Чем ближе она подъезжала к усадьбе, тем чаще встречались обширные возделанные поля, на которых трудились голые до пояса рабы, часть которых была закована в кандалы, и надсмотрщики в остроконечных шапках. Она видела крутолобых волов с огромными рогами, черных тарентских овец и породистых собак в утыканных гвоздями толстых кожаных ошейниках, и ей не верилось, что все это принадлежит ее семье.
Сама усадьба занимала довольно большую площадь; на возвышении был возведен преторий[29] — его окружала закрытая со всех сторон галерея с рядом узких окошек, проделанных в верхней части стен.
Ливия ехала к дому, и солнце вспыхивало язычками пламени в гуще молодой зелени, буйно растущей по краям широкой аллеи.
Она нашла, что дом выглядит просто прекрасно, весь белый в сиянии солнца, окруженный амфитеатром гор и высокими тенистыми рощами. Притом, что это имение вовсе не было роскошной игрушкой, оно надежно подпитывало деньгами то самое величие римского гражданина, с каким Марк Ливий царил в магистрате.
Навстречу Ливий и ее свите высыпала толпа рабов во главе с домоправителем и вышла жена Децима, Веллея; остановившись, словно бы в растерянности, она робко и тихо приветствовала неожиданную гостью.
Ливия смотрела на гладко причесанную и незатейливо одетую девушку, почти девочку, так мало походившую на хозяйку дома. Она даже не могла сказать, красива ли Веллея: узенькое смуглое личико, близко посаженные темные глаза, полудетское тело. Хотя юная женщина говорила мало, и ее голос был бесцветен и тих, Ливий показалось, что невестка все-таки рада ее приезду.

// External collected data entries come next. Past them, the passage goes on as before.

use entity::department;
use rust_decimal::Decimal;
use sea_orm::{EntityTrait, PaginatorTrait};
use tracing::instrument;

use crate::{DepartmentInput, DepartmentPatch, EmployeeInput, HrModule, HrResult};

/// Outcome of [`HrModule::seed_demo`].
#[derive(Clone, Debug, Default, PartialEq, Eq)]
pub struct SeedSummary {
    pub departments: usize,
    pub employees: usize,
    /// The database already held departments; nothing was written.
    pub skipped: bool,
}

struct DemoEmployee {
    name: &'static str,
    surname: &'static str,
    patronymic: Option<&'static str>,
    position: &'static str,
    salary_cents: i64,
    age: i32,
    directs: bool,
}

const DEMO: &[(&str, &[DemoEmployee])] = &[
    (
        "Engineering",
        &[
            DemoEmployee {
                name: "Anna",
                surname: "Ivanova",
                patronymic: Some("Sergeevna"),
                position: "Head of Engineering",
                salary_cents: 420_000_00,
                age: 41,
                directs: true,
            },
            DemoEmployee {
                name: "Ivan",
                surname: "Petrov",
                patronymic: None,
                position: "Backend Engineer",
                salary_cents: 250_000_00,
                age: 29,
                directs: false,
            },
            DemoEmployee {
                name: "Maria",
                surname: "Sokolova",
                patronymic: Some("Andreevna"),
                position: "QA Engineer",
                salary_cents: 180_000_00,
                age: 33,
                directs: false,
            },
        ],
    ),
    (
        "Finance",
        &[
            DemoEmployee {
                name: "Oleg",
                surname: "Smirnov",
                patronymic: Some("Pavlovich"),
                position: "CFO",
                salary_cents: 390_000_00,
                age: 52,
                directs: true,
            },
            DemoEmployee {
                name: "Elena",
                surname: "Kuznetsova",
                patronymic: None,
                position: "Accountant",
                salary_cents: 120_000_50,
                age: 37,
                directs: false,
            },
        ],
    ),
    ("People Ops", &[]),
];

impl HrModule {
    /// Populates an empty database with demo departments and employees.
    /// Safe to run repeatedly.
    #[instrument(name = "hr.seed", skip(self))]
    pub async fn seed_demo(&self) -> HrResult<SeedSummary> {
        if department::Entity::find().count(&self.db).await? > 0 {
            tracing::info!("departments already present; skipping seed");
            return Ok(SeedSummary {
                skipped: true,
                ..SeedSummary::default()
            });
        }

        let mut summary = SeedSummary::default();
        for (department_name, staff) in DEMO {
            let department = self
                .create_department(DepartmentInput {
                    name: Some((*department_name).to_owned()),
                    director: None,
                })
                .await?;
            summary.departments += 1;

            for person in staff.iter() {
                let employee = self
                    .create_employee(EmployeeInput {
                        name: Some(person.name.to_owned()),
                        surname: Some(person.surname.to_owned()),
                        patronymic: person.patronymic.map(str::to_owned),
                        photo: None,
                        position: Some(person.position.to_owned()),
                        salary: Some(Decimal::new(person.salary_cents, 2)),
                        age: Some(person.age),
                        department: Some(department.id),
                    })
                    .await?;
                summary.employees += 1;

                if person.directs {
                    self.patch_department(
                        department.id,
                        DepartmentPatch {
                            name: None,
                            director: Some(Some(employee.id)),
                        },
                    )
                    .await?;
                }
            }
        }
        tracing::info!(
            departments = summary.departments,
            employees = summary.employees,
            "demo data seeded"
        );
        Ok(summary)
    }
}
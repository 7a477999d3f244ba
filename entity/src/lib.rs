//! SeaORM entities for the org directory schema.

pub mod department;
pub mod employee;
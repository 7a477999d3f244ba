//! Authorization for the directory resources.
//!
//! Access is decided by a static table keyed on `(resource, operation)`,
//! where the operation is derived from the HTTP method alone.

use std::fmt;

use serde::{Deserialize, Serialize};
use thiserror::Error;

#[derive(Debug, Error, Clone, PartialEq, Eq)]
pub enum AuthzError {
    #[error("authentication credentials were not provided")]
    Unauthenticated,
    #[error("{operation} on {resource} requires the {required} role")]
    Forbidden {
        resource: Resource,
        operation: Operation,
        required: Role,
    },
}

#[derive(Clone, Copy, Debug, PartialEq, Eq, Hash, Serialize, Deserialize)]
#[serde(rename_all = "lowercase")]
pub enum Resource {
    Employee,
    Department,
}

impl fmt::Display for Resource {
    fn fmt(&self, f: &mut fmt::Formatter<'_>) -> fmt::Result {
        f.write_str(match self {
            Resource::Employee => "employee",
            Resource::Department => "department",
        })
    }
}

#[derive(Clone, Copy, Debug, PartialEq, Eq, Hash)]
pub enum Operation {
    Read,
    Write,
}

impl Operation {
    /// GET and HEAD read; every other method writes.
    pub fn for_method(method: &str) -> Self {
        if method.eq_ignore_ascii_case("GET") || method.eq_ignore_ascii_case("HEAD") {
            Operation::Read
        } else {
            Operation::Write
        }
    }
}

impl fmt::Display for Operation {
    fn fmt(&self, f: &mut fmt::Formatter<'_>) -> fmt::Result {
        f.write_str(match self {
            Operation::Read => "read",
            Operation::Write => "write",
        })
    }
}

#[derive(Clone, Copy, Debug, PartialEq, Eq, PartialOrd, Ord, Hash, Serialize, Deserialize)]
#[serde(rename_all = "lowercase")]
pub enum Role {
    Staff,
    Admin,
}

impl Role {
    pub fn as_str(self) -> &'static str {
        match self {
            Role::Staff => "staff",
            Role::Admin => "admin",
        }
    }

    pub fn parse(value: &str) -> Option<Self> {
        match value.trim().to_ascii_lowercase().as_str() {
            "staff" => Some(Role::Staff),
            "admin" => Some(Role::Admin),
            _ => None,
        }
    }
}

impl fmt::Display for Role {
    fn fmt(&self, f: &mut fmt::Formatter<'_>) -> fmt::Result {
        f.write_str(self.as_str())
    }
}

/// Minimum standing a caller needs for a rule to pass.
#[derive(Clone, Copy, Debug, PartialEq, Eq)]
pub enum Access {
    Public,
    Authenticated,
    Role(Role),
}

/// The caller as far as authorization cares: anonymous, or a set of roles.
#[derive(Clone, Debug, Default, PartialEq, Eq)]
pub struct Subject {
    pub roles: Option<Vec<Role>>,
}

impl Subject {
    pub fn anonymous() -> Self {
        Self { roles: None }
    }

    pub fn authenticated(roles: Vec<Role>) -> Self {
        Self { roles: Some(roles) }
    }

    pub fn is_authenticated(&self) -> bool {
        self.roles.is_some()
    }

    pub fn has_role(&self, role: Role) -> bool {
        self.roles
            .as_deref()
            .is_some_and(|roles| roles.iter().any(|held| *held >= role))
    }
}

#[derive(Clone, Copy, Debug)]
pub struct Rule {
    pub resource: Resource,
    pub operation: Operation,
    pub access: Access,
}

/// Employees are readable by any signed-in user; departments by anyone.
/// Writes on both need an administrator.
pub const DEFAULT_RULES: &[Rule] = &[
    Rule {
        resource: Resource::Employee,
        operation: Operation::Read,
        access: Access::Authenticated,
    },
    Rule {
        resource: Resource::Employee,
        operation: Operation::Write,
        access: Access::Role(Role::Admin),
    },
    Rule {
        resource: Resource::Department,
        operation: Operation::Read,
        access: Access::Public,
    },
    Rule {
        resource: Resource::Department,
        operation: Operation::Write,
        access: Access::Role(Role::Admin),
    },
];

#[derive(Clone, Debug)]
pub struct PolicyEngine {
    rules: &'static [Rule],
}

impl Default for PolicyEngine {
    fn default() -> Self {
        Self::new(DEFAULT_RULES)
    }
}

impl PolicyEngine {
    pub fn new(rules: &'static [Rule]) -> Self {
        Self { rules }
    }

    /// Resources without a rule fall back to administrator only.
    pub fn access(&self, resource: Resource, operation: Operation) -> Access {
        self.rules
            .iter()
            .find(|rule| rule.resource == resource && rule.operation == operation)
            .map(|rule| rule.access)
            .unwrap_or(Access::Role(Role::Admin))
    }

    pub fn check(
        &self,
        subject: &Subject,
        resource: Resource,
        operation: Operation,
    ) -> Result<(), AuthzError> {
        match self.access(resource, operation) {
            Access::Public => Ok(()),
            _ if !subject.is_authenticated() => Err(AuthzError::Unauthenticated),
            Access::Authenticated => Ok(()),
            Access::Role(required) if subject.has_role(required) => Ok(()),
            Access::Role(required) => Err(AuthzError::Forbidden {
                resource,
                operation,
                required,
            }),
        }
    }
}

Они прошли в дом: хозяйка впереди, гостья — за ней, следом рабы втащили тяжелые дорожные сундуки. Ливия пожелала умыться и переодеться с дороги — ее проводили в одну из небольших комнат за атрием.
Молодую женщину умилила простота и относительная строгость обстановки: здесь не было тех изысканных отделок и массы безделушек, что окружали человека в Риме.
Вернувшись в атрий, она увидела Децима. Он довольно безразлично поприветствовал сестру и столь же вяло велел Веллее распорядиться насчет обеда. Все прошли в весьма незатейливо отделанный и обставленный триклиний: штукатурка из смеси растолченного кирпича, песчаника и мрамора, без росписи на стенах, каменный пол и простые деревянные стол и ложа.
На обед подали солонину с крутыми яйцами, овощи, паштет из дичи и три сорта вина. Во время трапезы разговор не клеился: Децим имел скучающий вид и, казалось, с трудом сохранял вежливость — его молчание было холодным и угрюмым. Ливия не узнавала своего брата: он выглядел странно расслабленным, равнодушным и вялым и совсем не походил на того изящного, живого, веселого и беззаботного молодого человека с искрящимися зелеными глазами, какого Ливия привыкла видеть в Риме.
Децим почти не смотрел на свою юную жену. Ливия заметила, что Веллея бледна, под ее глазами темнеют круги, и она почти ничего не ест. Когда обед закончился, Ливия отозвала невестку в сторону и задала несколько откровенных вопросов. Веллея отвечала тихо, не поднимая глаз, полная скрытой тоски и испуга, испуга юной души, перед которой впервые раскрылись некие незнакомые стороны человеческой жизни и окружающего мира. Услышав все, что хотела знать, Ливия успокоила юную женщину и подбодрила ее как могла.